Adding to the feeling of playing with miniatures is the use of 2nd edition AD&D rules. This made sense in the original, as that was the current version of AD&D. BG has retained this ruleset, which new players may find confusing. I could outline the many, many differences between 2nd and 4th edition AD&D but there is no need to beat that dead horse here. A quick search will satisfy the curious reader as to the holy wars being fought over the various versions. A few points to keep in mind while playing are: advancement is slow (you will probably only gain 7-12 levels over the entire game); character positioning is critical; and special abilities are important. Expect to lose some fights in this difficult game.
Not only is combat the same, so is the story (for the most part). You start out as a lowly apprentice when your mentor is killed before your eyes. You have to find out who killed him and why. The deeper you get into the mystery the bigger the stakes get. Along the way you fight terrible monsters and join up with some interesting characters. If it sounds somewhat generic, well, it is. It's still a good story, well-told with lots of good voice acting. Given that the graphics do not provide much of a look at your party members their voices have to carry the weight of their personalities. They do a good job – you will remember many of your party members long after you are done with the game.
The replication of the original game goes down to the smallest detail. If you hunt down a walkthough for the original game (and the “Tales of the Sword Coast” expansion) you will find that all the monsters, traps and hidden items are in the same places. Even the cheat codes are similar. You will want to keep a walkthrough and some cheat codes handy as this is a tough game.
The new play mode is the “Black Pits”. You can build a character and put it through a series of increasingly tough tactical combats. This can be fun for a quick dose of action or as a way to learn more about the combat system and polish your skills. It's not much of an improvement over saving and reloading in-game combats, but it's a nice little change of pace.
There are three new characters: Rasaad yn Bashir (a monk), Neera (a wild mage) and Dorn Il-Khan (a half-orc Blackguard). While none of them are required in order to finish the main plot, each comes with their own story (basically, an additional adventure) and can provide some interesting capabilities to your party. If you played the original game, or are looking for some variety in another playthrough, these characters can add some variety,
The original game had lots of bugs – companies have been shipping buggy games since companies starting shipping games, and maybe even before that – and there were high hopes that this release would fix them. Perhaps it has. Even if it did, however, it has introduced a whole bunch more. You will want to save your game often and not just in case combat goes badly. Patches have been forthcoming but the original release was not promising in terms of stability. Although it is not a major bug, the path-finding is truly atrocious.

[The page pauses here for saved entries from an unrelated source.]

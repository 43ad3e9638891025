use std::io;
use std::path::PathBuf;
use std::time::Duration;

use thiserror::Error;

pub type Result<T> = std::result::Result<T, TransferError>;

#[derive(Debug, Error)]
pub enum TransferError {
    #[error("failed to create directory {}: {source}", path.display())]
    DirectoryCreateFailed {
        path:   PathBuf,
        #[source]
        source: io::Error,
    },

    #[error("{} is being written by another writer", path.display())]
    AlreadyLocked { path: PathBuf },

    #[error("transfer interrupted after {bytes_written} bytes")]
    Interrupted { bytes_written: u64 },

    #[error("transfer timed out after {elapsed:?} ({bytes_written} bytes written)")]
    TimedOut { bytes_written: u64, elapsed: Duration },

    #[error("network error: {0}")]
    Network(String),

    #[error("failed to write {}: {source}", path.display())]
    Write {
        path:   PathBuf,
        #[source]
        source: io::Error,
    },

    #[error(transparent)]
    Fs(depot_fs::Error),
}

impl TransferError {
    /// Bytes that reached the destination before the transfer stopped.
    pub fn bytes_written(&self) -> Option<u64> {
        match self {
            Self::Interrupted { bytes_written } | Self::TimedOut { bytes_written, .. } => {
                Some(*bytes_written)
            }
            _ => None,
        }
    }
}

impl From<depot_fs::Error> for TransferError {
    fn from(e: depot_fs::Error) -> Self {
        match e {
            depot_fs::Error::AlreadyLocked { path } => Self::AlreadyLocked { path },
            other => Self::Fs(other),
        }
    }
}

The first impressions of a gamer used to more recent RPGs (for example, “Dragon Age: Origins” or “The Elder Scrolls V: Skyrim”) will be that the game is graphically primitive, slow-moving, unevenly difficult, and simultaneously simplistic and overly-complicated. It is best to avoid such comparisons and take the game for what it is: a groundbreaking game from 14 years ago. When appreciated in this way, it is worthy to stand in the company of the aforementioned games.
One can pay just $10 to get the original and download a few mods. Doing this will yield an almost identical game - all of the main quest and most of the side quests will be there. So is it worth paying the $20 to get the “Enhanced Edition”? There are three reasons I can see: iPad and Android support; the additional characters; and the possibility that if this works out they will remake “Baldur's Gate 2”, which would be neat.
In summary, “Baldur's Gate: Enhanced Edition” is pretty much just the original game running on a new engine with some minor extras. The original game is so good that this remake can be recommended on that basis alone. If you are an RPG fan looking for some classic gaming on your tablet then this is a must-buy.